Free oxygen radicals: necessary contributors to tumor promotion and cocarcinogenesis.

The two stage model of carcinogenesis postulates that agents which lead to tumor formation are either initiating or promoting agents. Initiating agents induce chemical modifications of DNA. Promoting agents have been assumed to induce cell proliferation and thereby establish a milieu in which the initiated cells can express their irreversibly altered genotype. Promoters can induce both the migration of leukocytes to the skin and stimulate their respiratory activity leading to the formation of active O2 species which cause lipid peroxidation and thereby change membrane properties. However, it was recently found that the O2 species emanating from promoter-activated leukocytes also cause formation of strand breaks both in the DNA of the leukocytes themselves and in the DNA of cells cocultivated with such leukocytes.
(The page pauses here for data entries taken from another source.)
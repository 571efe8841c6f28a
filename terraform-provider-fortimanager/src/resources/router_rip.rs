//! `fortimanager_router_rip`: RIP routing on a FortiGate VDOM

use super::{ObjectKey, ResourceDefinition, DEVICE_NAME, DEVICE_VDOM};
use crate::wire::Field;

fn distance() -> Field {
    Field::block(
        "distance",
        "id",
        vec![
            Field::int("id"),
            Field::string("access_list"),
            Field::int("distance"),
            Field::string_list("prefix"),
        ],
    )
    .describe("Administrative distance overrides")
}

fn distribute_list() -> Field {
    Field::block(
        "distribute_list",
        "id",
        vec![
            Field::int("id"),
            Field::string("direction"),
            Field::string("interface"),
            Field::string("listname"),
            Field::string("status"),
        ],
    )
}

fn interface() -> Field {
    Field::block(
        "interface",
        "name",
        vec![
            Field::string("name"),
            Field::string("auth_keychain"),
            Field::string("auth_mode"),
            Field::string("auth_string").sensitive(),
            Field::int("flags"),
            Field::string_set("receive_version"),
            Field::string_set("send_version"),
            Field::string("send_version2_broadcast"),
            Field::string("split_horizon"),
            Field::string("split_horizon_status"),
        ],
    )
    .describe("Per-interface RIP settings")
}

fn neighbor() -> Field {
    Field::block(
        "neighbor",
        "id",
        vec![Field::int("id"), Field::string("ip")],
    )
}

fn network() -> Field {
    Field::block(
        "network",
        "id",
        vec![Field::int("id"), Field::string_list("prefix")],
    )
}

fn offset_list() -> Field {
    Field::block(
        "offset_list",
        "id",
        vec![
            Field::int("id"),
            Field::string("access_list"),
            Field::string("direction"),
            Field::string("interface"),
            Field::int("offset"),
            Field::string("status"),
        ],
    )
}

pub fn definition() -> ResourceDefinition {
    ResourceDefinition {
        type_name: "fortimanager_router_rip",
        display_name: "RouterRip",
        description: "Configure RIP on a FortiGate managed by FortiManager",
        path: "/pm/config/device/{device}/vdom/{vdom}/router/rip",
        params: vec![DEVICE_NAME, DEVICE_VDOM],
        key: ObjectKey::Singleton,
        fields: vec![
            Field::string("default_information_originate"),
            Field::int("default_metric"),
            Field::int("garbage_timer"),
            Field::int("max_out_metric"),
            Field::string_set("passive_interface"),
            Field::int("recv_buffer_size"),
            Field::int("timeout_timer"),
            Field::int("update_timer"),
            Field::string("version").describe("RIP version: 1 or 2"),
            distance(),
            distribute_list(),
            interface(),
            neighbor(),
            network(),
            offset_list(),
        ],
    }
}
The contribution of activated O2 species to tumor promotion has been confirmed by the finding that antioxidants and copper containing superoxide dismutase (SOD)-mimetic compounds, protease inhibitors and retinoids (which block free radical formation) inhibit promotion. Furthermore, cocarcinogens such as gossypol and pyrogallol may also cause conversion of O2 to the superoxide anion radical. The heritable change caused by initiators may render the cell more vulnerable to promoter-mediated DNA damage. Experimental investigation of these hypotheses may elucidate our understanding of the contribution of promoter-mediated DNA damage in tumorigenesis and identify preventive agents for carcinogenesis.